What distinguishes the Norsemen above other nations is, generally speaking, an indestructible self-respect and force of individuality. The old Norse sagas abound in illustrations of this untamable vigor and ruthless self-assertion. It was the looseness of the social structure, resulting from this sense of independence and consequent jealousy and internecine warfare, which destroyed the Icelandic republic and made Norway for four centuries a province of Denmark. In all the great men of Norway we recognize something of the rampant individualism of their Viking forefathers. Ibsen is the modern apostle par excellence of philosophic anarchism; and Björnson, too, has his full share of the national aggressiveness and pugnacity. For all that there is a radical difference between the two. The sense of social obligation which Ibsen lacks, Björnson possesses in a high degree.
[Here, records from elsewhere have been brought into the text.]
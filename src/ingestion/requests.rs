//! Request and response payloads for interaction and conversion ingestion.

use chrono::{DateTime, Utc};
use serde::{Deserialize, Serialize};
use serde_json::Value as JsonValue;
use utoipa::ToSchema;
use uuid::Uuid;

use crate::identity::IdentifierInput;
use crate::models::interaction;

/// A participant of an interaction (agent, customer, bot).
#[derive(Debug, Clone, Serialize, Deserialize, ToSchema)]
pub struct ParticipantRequest {
    /// `agent`, `customer`, or `bot`
    pub participant_type: String,
    /// Agent id in the originating platform; resolved per tenant
    #[serde(default)]
    pub external_agent_id: Option<String>,
    #[serde(default)]
    pub role: Option<String>,
    #[serde(default)]
    #[schema(value_type = Option<Object>)]
    pub metadata: Option<JsonValue>,
}

/// Body of `POST /api/v1/interactions`
#[derive(Debug, Clone, Serialize, Deserialize, ToSchema)]
pub struct IngestInteractionRequest {
    pub external_interaction_id: String,
    /// Channel name, e.g. `call`, `chat`, `ad_click`
    pub channel: String,
    #[serde(default)]
    pub vendor_code: Option<String>,
    #[serde(default)]
    pub customer_identifiers: Vec<IdentifierInput>,
    pub started_at: DateTime<Utc>,
    #[serde(default)]
    pub ended_at: Option<DateTime<Utc>>,
    #[serde(default)]
    pub direction: Option<String>,
    #[serde(default)]
    pub language: Option<String>,
    #[serde(default)]
    pub participants: Vec<ParticipantRequest>,
    #[serde(default)]
    pub transcript_url: Option<String>,
    #[serde(default)]
    pub primary_intent: Option<String>,
    #[serde(default)]
    pub secondary_intents: Vec<String>,
    #[serde(default)]
    pub outcome_prediction: Option<String>,
    /// Probability in `[0, 1]` that the interaction leads to a purchase
    #[serde(default)]
    pub purchase_probability: Option<f64>,
    #[serde(default)]
    #[schema(value_type = Option<Object>)]
    pub raw_metadata: Option<JsonValue>,
}

#[derive(Debug, Clone, Serialize, Deserialize, ToSchema)]
pub struct IngestInteractionResponse {
    pub interaction_id: Uuid,
    pub customer_id: Option<Uuid>,
}

/// Body of `PATCH /api/v1/interactions/{external_interaction_id}`. Absent fields are left
/// untouched.
#[derive(Debug, Clone, Default, Serialize, Deserialize, ToSchema)]
pub struct UpdateInteractionRequest {
    #[serde(default)]
    pub ended_at: Option<DateTime<Utc>>,
    #[serde(default)]
    pub transcript_url: Option<String>,
    #[serde(default)]
    pub primary_intent: Option<String>,
    #[serde(default)]
    pub secondary_intents: Option<Vec<String>>,
    #[serde(default)]
    pub purchase_probability: Option<f64>,
    #[serde(default)]
    pub outcome_prediction: Option<String>,
}

impl UpdateInteractionRequest {
    pub fn is_empty(&self) -> bool {
        self.ended_at.is_none()
            && self.transcript_url.is_none()
            && self.primary_intent.is_none()
            && self.secondary_intents.is_none()
            && self.purchase_probability.is_none()
            && self.outcome_prediction.is_none()
    }
}

/// Body of `POST /api/v1/conversions`
#[derive(Debug, Clone, Serialize, Deserialize, ToSchema)]
pub struct IngestConversionRequest {
    /// Event source name, e.g. `crm`, `billing`
    pub event_source: String,
    pub external_event_id: String,
    pub customer_identifiers: Vec<IdentifierInput>,
    /// `purchase`, `renewal`, `upgrade`, ...
    pub event_type: String,
    #[serde(default)]
    pub product_external_id: Option<String>,
    /// ISO-4217 currency code
    pub currency: String,
    pub amount_decimal: f64,
    pub occurred_at: DateTime<Utc>,
    #[serde(default)]
    #[schema(value_type = Option<Object>)]
    pub raw_payload: Option<JsonValue>,
}

#[derive(Debug, Clone, Serialize, Deserialize, ToSchema)]
pub struct IngestConversionResponse {
    pub conversion_event_id: Uuid,
    pub customer_id: Uuid,
}

/// Interaction as returned after an update.
#[derive(Debug, Clone, Serialize, Deserialize, ToSchema)]
pub struct InteractionView {
    pub id: Uuid,
    pub external_interaction_id: String,
    pub customer_id: Option<Uuid>,
    pub channel_id: Uuid,
    pub vendor_id: Option<Uuid>,
    pub started_at: DateTime<Utc>,
    pub ended_at: Option<DateTime<Utc>>,
    pub duration_seconds: Option<i32>,
    pub direction: Option<String>,
    pub language: Option<String>,
    pub transcript_location: Option<String>,
    pub primary_intent: Option<String>,
    pub secondary_intents: Vec<String>,
    pub outcome_prediction: Option<String>,
    pub purchase_probability: Option<f64>,
    pub updated_at: DateTime<Utc>,
}

impl From<interaction::Model> for InteractionView {
    fn from(model: interaction::Model) -> Self {
        Self {
            secondary_intents: model
                .secondary_intents
                .as_ref()
                .and_then(|value| value.get("intents"))
                .and_then(JsonValue::as_array)
                .map(|intents| {
                    intents
                        .iter()
                        .filter_map(|intent| intent.as_str().map(str::to_string))
                        .collect()
                })
                .unwrap_or_default(),
            id: model.id,
            external_interaction_id: model.external_interaction_id,
            customer_id: model.customer_id,
            channel_id: model.channel_id,
            vendor_id: model.vendor_id,
            started_at: model.started_at.with_timezone(&Utc),
            ended_at: model.ended_at.map(|at| at.with_timezone(&Utc)),
            duration_seconds: model.duration_seconds,
            direction: model.direction,
            language: model.language,
            transcript_location: model.transcript_location,
            primary_intent: model.primary_intent,
            outcome_prediction: model.outcome_prediction,
            purchase_probability: model.purchase_probability,
            updated_at: model.updated_at.with_timezone(&Utc),
        }
    }
}
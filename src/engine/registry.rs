//! Static catalog of attribution models.
//!
//! Each [`AttributionModelCode`] maps to one [`ModelDefinition`] in [`MODEL_TABLE`]; the
//! table is what gets seeded into `attribution_models` and what the weight calculator
//! dispatches on.

use std::{fmt, str::FromStr};

use serde::{Deserialize, Serialize};
use serde_json::{Value as JsonValue, json};
use utoipa::ToSchema;

use super::weights::{self, WeightFn};

/// Closed set of weighting strategies the engine knows how to execute.
#[derive(Debug, Clone, Copy, PartialEq, Eq, Hash, Serialize, Deserialize, ToSchema)]
#[serde(rename_all = "SCREAMING_SNAKE_CASE")]
pub enum AttributionModelCode {
    FirstTouch,
    LastTouch,
    Linear,
    TimeDecay,
    AiWeighted,
}

impl AttributionModelCode {
    pub const ALL: [AttributionModelCode; 5] = [
        AttributionModelCode::FirstTouch,
        AttributionModelCode::LastTouch,
        AttributionModelCode::Linear,
        AttributionModelCode::TimeDecay,
        AttributionModelCode::AiWeighted,
    ];

    pub fn as_str(&self) -> &'static str {
        match self {
            AttributionModelCode::FirstTouch => "FIRST_TOUCH",
            AttributionModelCode::LastTouch => "LAST_TOUCH",
            AttributionModelCode::Linear => "LINEAR",
            AttributionModelCode::TimeDecay => "TIME_DECAY",
            AttributionModelCode::AiWeighted => "AI_WEIGHTED",
        }
    }

    /// Resolves a stored code to a strategy, falling back to LINEAR for unknown codes.
    pub fn resolve_or_linear(code: &str) -> Self {
        code.parse().unwrap_or_else(|_| {
            tracing::warn!(model_code = %code, "Unknown attribution model code, falling back to LINEAR");
            AttributionModelCode::Linear
        })
    }
}

impl fmt::Display for AttributionModelCode {
    fn fmt(&self, f: &mut fmt::Formatter<'_>) -> fmt::Result {
        f.write_str(self.as_str())
    }
}

/// Returned when a string does not name a known model.
#[derive(Debug, Clone, PartialEq, Eq, thiserror::Error)]
#[error("unknown attribution model code '{0}'")]
pub struct UnknownModelCode(pub String);

impl FromStr for AttributionModelCode {
    type Err = UnknownModelCode;

    fn from_str(value: &str) -> Result<Self, Self::Err> {
        let normalized = value.trim().to_ascii_uppercase();
        AttributionModelCode::ALL
            .into_iter()
            .find(|code| code.as_str() == normalized)
            .ok_or_else(|| UnknownModelCode(value.to_string()))
    }
}

/// Catalog entry for one attribution model.
#[derive(Debug, Clone, Copy)]
pub struct ModelDefinition {
    pub code: AttributionModelCode,
    pub name: &'static str,
    pub description: &'static str,
    pub weigh: WeightFn,
}

impl ModelDefinition {
    /// Parameters persisted alongside the seeded model row.
    pub fn params(&self) -> Option<JsonValue> {
        match self.code {
            AttributionModelCode::TimeDecay => Some(json!({ "decay_rate": weights::TIME_DECAY_RATE })),
            AttributionModelCode::AiWeighted => Some(json!({ "fallback": "LINEAR" })),
            _ => None,
        }
    }
}

pub static MODEL_TABLE: [ModelDefinition; 5] = [
    ModelDefinition {
        code: AttributionModelCode::FirstTouch,
        name: "First Touch",
        description: "All credit goes to the earliest interaction in the journey",
        weigh: weights::first_touch,
    },
    ModelDefinition {
        code: AttributionModelCode::LastTouch,
        name: "Last Touch",
        description: "All credit goes to the interaction closest to the conversion",
        weigh: weights::last_touch,
    },
    ModelDefinition {
        code: AttributionModelCode::Linear,
        name: "Linear",
        description: "Credit is split evenly across every interaction",
        weigh: weights::linear,
    },
    ModelDefinition {
        code: AttributionModelCode::TimeDecay,
        name: "Time Decay",
        description: "Interactions closer to the conversion receive exponentially more credit",
        weigh: weights::time_decay,
    },
    ModelDefinition {
        code: AttributionModelCode::AiWeighted,
        name: "AI Weighted",
        description: "Credit follows a pluggable touchpoint scorer; uniform until one is configured",
        weigh: weights::linear,
    },
];

/// Lookup facade over [`MODEL_TABLE`].
pub struct ModelRegistry;

impl ModelRegistry {
    pub fn list() -> &'static [ModelDefinition] {
        &MODEL_TABLE
    }

    pub fn definition(code: AttributionModelCode) -> &'static ModelDefinition {
        // MODEL_TABLE is indexed in ALL order
        &MODEL_TABLE[code as usize]
    }

    pub fn get(code: &str) -> Option<&'static ModelDefinition> {
        code.parse::<AttributionModelCode>()
            .ok()
            .map(Self::definition)
    }
}

#[cfg(test)]
mod tests {
    use super::*;

    #[test]
    fn test_every_code_has_a_table_entry() {
        for code in AttributionModelCode::ALL {
            assert_eq!(ModelRegistry::definition(code).code, code);
        }
        assert_eq!(ModelRegistry::list().len(), AttributionModelCode::ALL.len());
    }

    #[test]
    fn test_parse_is_case_insensitive() {
        assert_eq!(
            "time_decay".parse::<AttributionModelCode>(),
            Ok(AttributionModelCode::TimeDecay)
        );
        assert_eq!(
            " FIRST_TOUCH ".parse::<AttributionModelCode>(),
            Ok(AttributionModelCode::FirstTouch)
        );
        assert!("W_SHAPED".parse::<AttributionModelCode>().is_err());
    }

    #[test]
    fn test_get_unknown_code_is_none() {
        assert!(ModelRegistry::get("U_SHAPED").is_none());
        assert_eq!(
            ModelRegistry::get("LINEAR").map(|definition| definition.name),
            Some("Linear")
        );
    }

    #[test]
    fn test_unknown_stored_code_falls_back_to_linear() {
        assert_eq!(
            AttributionModelCode::resolve_or_linear("POSITION_BASED"),
            AttributionModelCode::Linear
        );
        assert_eq!(
            AttributionModelCode::resolve_or_linear("LAST_TOUCH"),
            AttributionModelCode::LastTouch
        );
    }

    #[test]
    fn test_serde_uses_screaming_snake_case() {
        let json = serde_json::to_string(&AttributionModelCode::AiWeighted).unwrap();
        assert_eq!(json, "\"AI_WEIGHTED\"");
    }

    #[test]
    fn test_time_decay_params_carry_rate() {
        let params = ModelRegistry::definition(AttributionModelCode::TimeDecay)
            .params()
            .unwrap();
        assert_eq!(params["decay_rate"], 0.5);
        assert!(
            ModelRegistry::definition(AttributionModelCode::Linear)
                .params()
                .is_none()
        );
    }
}
//! # Data Models
//!
//! This module contains all the data models used throughout the Attribution Engine.

use serde::{Deserialize, Serialize};
use utoipa::ToSchema;

pub mod agent;
pub mod attribution_model;
pub mod attribution_result;
pub mod attribution_run;
pub mod channel;
pub mod conversion_event;
pub mod currency;
pub mod customer;
pub mod customer_identifier;
pub mod event_source;
pub mod interaction;
pub mod interaction_participant;
pub mod product;
pub mod team;
pub mod vendor;

pub use agent::Entity as Agent;
pub use attribution_model::Entity as AttributionModel;
pub use attribution_result::Entity as AttributionResult;
pub use attribution_run::Entity as AttributionRun;
pub use channel::Entity as Channel;
pub use conversion_event::Entity as ConversionEvent;
pub use currency::Entity as Currency;
pub use customer::Entity as Customer;
pub use customer_identifier::Entity as CustomerIdentifier;
pub use event_source::Entity as EventSource;
pub use interaction::Entity as Interaction;
pub use interaction_participant::Entity as InteractionParticipant;
pub use product::Entity as Product;
pub use team::Entity as Team;
pub use vendor::Entity as Vendor;

/// Basic service information response
#[derive(Debug, Clone, Serialize, Deserialize, ToSchema)]
pub struct ServiceInfo {
    /// The name of the service
    pub service: String,
    /// The version of the service
    pub version: String,
}

impl Default for ServiceInfo {
    fn default() -> Self {
        Self {
            service: "attribution-engine".to_string(),
            version: env!("CARGO_PKG_VERSION").to_string(),
        }
    }
}
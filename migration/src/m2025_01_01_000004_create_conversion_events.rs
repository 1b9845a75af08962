//! Migration to create the conversion_events table.

use sea_orm_migration::prelude::*;

#[derive(DeriveMigrationName)]
pub struct Migration;

#[async_trait::async_trait]
impl MigrationTrait for Migration {
    async fn up(&self, manager: &SchemaManager) -> Result<(), DbErr> {
        manager
            .create_table(
                Table::create()
                    .table(ConversionEvents::Table)
                    .if_not_exists()
                    .col(
                        ColumnDef::new(ConversionEvents::Id)
                            .uuid()
                            .not_null()
                            .primary_key(),
                    )
                    .col(ColumnDef::new(ConversionEvents::TenantId).uuid().not_null())
                    .col(ColumnDef::new(ConversionEvents::CustomerId).uuid().not_null())
                    .col(
                        ColumnDef::new(ConversionEvents::EventSourceId)
                            .uuid()
                            .not_null(),
                    )
                    .col(
                        ColumnDef::new(ConversionEvents::ExternalEventId)
                            .text()
                            .not_null(),
                    )
                    .col(ColumnDef::new(ConversionEvents::EventType).text().not_null())
                    .col(ColumnDef::new(ConversionEvents::ProductId).uuid().null())
                    .col(ColumnDef::new(ConversionEvents::CurrencyId).uuid().not_null())
                    .col(
                        ColumnDef::new(ConversionEvents::AmountDecimal)
                            .double()
                            .not_null(),
                    )
                    .col(
                        ColumnDef::new(ConversionEvents::OccurredAt)
                            .timestamp_with_time_zone()
                            .not_null(),
                    )
                    .col(
                        ColumnDef::new(ConversionEvents::RawPayload)
                            .json_binary()
                            .null(),
                    )
                    .col(
                        ColumnDef::new(ConversionEvents::CreatedAt)
                            .timestamp_with_time_zone()
                            .not_null()
                            .default(Expr::current_timestamp()),
                    )
                    .foreign_key(
                        ForeignKey::create()
                            .name("fk_conversion_events_customer_id")
                            .from(ConversionEvents::Table, ConversionEvents::CustomerId)
                            .to(Customers::Table, Customers::Id)
                            .on_delete(ForeignKeyAction::Restrict),
                    )
                    .foreign_key(
                        ForeignKey::create()
                            .name("fk_conversion_events_event_source_id")
                            .from(ConversionEvents::Table, ConversionEvents::EventSourceId)
                            .to(EventSources::Table, EventSources::Id)
                            .on_delete(ForeignKeyAction::Restrict),
                    )
                    .foreign_key(
                        ForeignKey::create()
                            .name("fk_conversion_events_currency_id")
                            .from(ConversionEvents::Table, ConversionEvents::CurrencyId)
                            .to(Currencies::Table, Currencies::Id)
                            .on_delete(ForeignKeyAction::Restrict),
                    )
                    .to_owned(),
            )
            .await?;

        manager
            .create_index(
                Index::create()
                    .name("idx_conversion_events_tenant_source_external_id")
                    .table(ConversionEvents::Table)
                    .col(ConversionEvents::TenantId)
                    .col(ConversionEvents::EventSourceId)
                    .col(ConversionEvents::ExternalEventId)
                    .unique()
                    .to_owned(),
            )
            .await?;

        // Run execution loads a tenant's conversions filtered by type and ordered by time.
        manager
            .create_index(
                Index::create()
                    .name("idx_conversion_events_tenant_type_occurred_at")
                    .table(ConversionEvents::Table)
                    .col(ConversionEvents::TenantId)
                    .col(ConversionEvents::EventType)
                    .col(ConversionEvents::OccurredAt)
                    .to_owned(),
            )
            .await?;

        manager
            .create_index(
                Index::create()
                    .name("idx_conversion_events_customer_occurred_at")
                    .table(ConversionEvents::Table)
                    .col(ConversionEvents::CustomerId)
                    .col(ConversionEvents::OccurredAt)
                    .to_owned(),
            )
            .await?;

        Ok(())
    }

    async fn down(&self, manager: &SchemaManager) -> Result<(), DbErr> {
        manager
            .drop_table(Table::drop().table(ConversionEvents::Table).to_owned())
            .await
    }
}

#[derive(DeriveIden)]
enum ConversionEvents {
    Table,
    Id,
    TenantId,
    CustomerId,
    EventSourceId,
    ExternalEventId,
    EventType,
    ProductId,
    CurrencyId,
    AmountDecimal,
    OccurredAt,
    RawPayload,
    CreatedAt,
}

#[derive(DeriveIden)]
enum Customers {
    Table,
    Id,
}

#[derive(DeriveIden)]
enum EventSources {
    Table,
    Id,
}

#[derive(DeriveIden)]
enum Currencies {
    Table,
    Id,
}
//! # Conversion Repository

use chrono::{DateTime, Utc};
use sea_orm::{
    ActiveModelTrait, ColumnTrait, ConnectionTrait, DatabaseConnection, EntityTrait, QueryFilter,
    QueryOrder,
};
use uuid::Uuid;

use crate::error::EngineResult;
use crate::models::{ConversionEvent, conversion_event};

/// Repository for conversion event database operations
#[derive(Debug, Clone)]
pub struct ConversionRepository {
    db: DatabaseConnection,
}

impl ConversionRepository {
    pub fn new(db: DatabaseConnection) -> Self {
        Self { db }
    }

    pub async fn insert<C: ConnectionTrait>(
        conn: &C,
        conversion: conversion_event::ActiveModel,
    ) -> EngineResult<conversion_event::Model> {
        Ok(conversion.insert(conn).await?)
    }

    /// Looks up a conversion by its upstream id within one event source.
    pub async fn find_by_external_id(
        &self,
        tenant_id: Uuid,
        event_source_id: Uuid,
        external_event_id: &str,
    ) -> EngineResult<Option<conversion_event::Model>> {
        Ok(ConversionEvent::find()
            .filter(conversion_event::Column::TenantId.eq(tenant_id))
            .filter(conversion_event::Column::EventSourceId.eq(event_source_id))
            .filter(conversion_event::Column::ExternalEventId.eq(external_event_id))
            .one(&self.db)
            .await?)
    }

    /// Conversions a run should attribute, ordered by `(occurred_at, id)`.
    pub async fn list_eligible(
        &self,
        tenant_id: Uuid,
        event_types: &[String],
        min_purchase_amount: f64,
    ) -> EngineResult<Vec<conversion_event::Model>> {
        let mut query = ConversionEvent::find()
            .filter(conversion_event::Column::TenantId.eq(tenant_id))
            .filter(conversion_event::Column::AmountDecimal.gte(min_purchase_amount));

        if !event_types.is_empty() {
            query = query.filter(conversion_event::Column::EventType.is_in(event_types.to_vec()));
        }

        Ok(query
            .order_by_asc(conversion_event::Column::OccurredAt)
            .order_by_asc(conversion_event::Column::Id)
            .all(&self.db)
            .await?)
    }

    /// A customer's conversions with `from <= occurred_at <= to`, oldest first.
    pub async fn list_for_customer(
        &self,
        tenant_id: Uuid,
        customer_id: Uuid,
        from: Option<DateTime<Utc>>,
        to: Option<DateTime<Utc>>,
    ) -> EngineResult<Vec<conversion_event::Model>> {
        let mut query = ConversionEvent::find()
            .filter(conversion_event::Column::TenantId.eq(tenant_id))
            .filter(conversion_event::Column::CustomerId.eq(customer_id));

        if let Some(from) = from {
            query = query.filter(conversion_event::Column::OccurredAt.gte(from.fixed_offset()));
        }
        if let Some(to) = to {
            query = query.filter(conversion_event::Column::OccurredAt.lte(to.fixed_offset()));
        }

        Ok(query
            .order_by_asc(conversion_event::Column::OccurredAt)
            .order_by_asc(conversion_event::Column::Id)
            .all(&self.db)
            .await?)
    }
}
He fights, not as a daring guerilla, but as the spokesman and leader of thousands. He is the chieftain who looms a head above all the people. He wields a heavy sword, and he deals mighty blows. The wrath that possesses him is, however, born of love. He fights man in the name of humanity. It is not for himself, primarily, that he demands larger liberties, securer rights, more humanizing conditions of life; but it is for his fellow-men. The many, the small and down-trodden, the dumb millions, whom Ibsen despises, Björnson loves. As Dr. Brandes[11] has so happily said:

[11] Det Moderne Gjennembruds Maend, p. 60.

"Ibsen is a judge, stern as the old judges of Israel. Björnson is a prophet, the hopeful herald of a better day. Ibsen is, in the depth of his mind, a great revolutionist. In 'The Comedy of Love,' 'A Doll's House,' and 'Ghosts,' he scourges marriage; in 'Brand,' the State Church; in the 'Pillars of Society,' the dominant bourgeoisie. Whatever he attacks is shivered into splinters by his profound and superior criticism. Only the shattered ruins remain, and we are unable to espy the new social institutions beyond them. Björnson is a conciliatory spirit who wages war without bitterness. April sunshine glints and gleams through all his works, while those of Ibsen, with their sombre seriousness, lie in deep shadow. Ibsen loves the idea--the logical and psychological consistency which drives Brand out of the church and Nora out of the marital relation. To Ibsen's love of the idea corresponds Björnson's love of man."


BIBLIOGRAPHY.

As Björnson's works have been translated not only into English, French, and German, but also largely into Russian, Italian, Spanish, Bohemian, and even remoter tongues, a bibliography, including all translations, would demand a volume by itself. I shall therefore only enumerate the more important English translations; but would warn my readers not to judge Björnson's style by that of his translators. Arne: Translated by Augusta Plesner and S. R. Powers (Boston, 1872). The Happy Boy: Translated by H. R. G. (Boston, 1872). The Railroad and the Churchyard, The Eagle's Nest, and The Father are contained in the volume to which Goldschmidt's The Flying Mail gives the title (Sever, Francis & Co., Boston and Cambridge, 1870). The following volumes are translated by Professor R. B. Anderson, and published in a uniform edition by Houghton, Mifflin & Co. (Boston, 1881): Synnöve Solbakken, Arne, A Happy Boy, The Fisher Maiden, The Bridal March, Magnhild, Captain Mansana and other Stories. Sigurd Slembe: A Dramatic Trilogy: Translated by William Morton Payne (Boston and New York, 1888). Arne and The Fisher Lassie: Translated, with an Introduction, by W. H. Low (Bohn Library, London). Pastor Sang (Over Aevne): Translated by Wm. Wilson (London, 1893). In God's Way (Heinemann's International Library, London, 1891). The Heritage of the Kurts, 1892. A Gauntlet. A Play. London, 1894. A new translation of all Björnson's novels and tales has just been announced by Messrs. Macmillan & Co., and the first volume, Synnöve Solbakken (New York and London, 1895), has appeared. The translation is rather slipshod.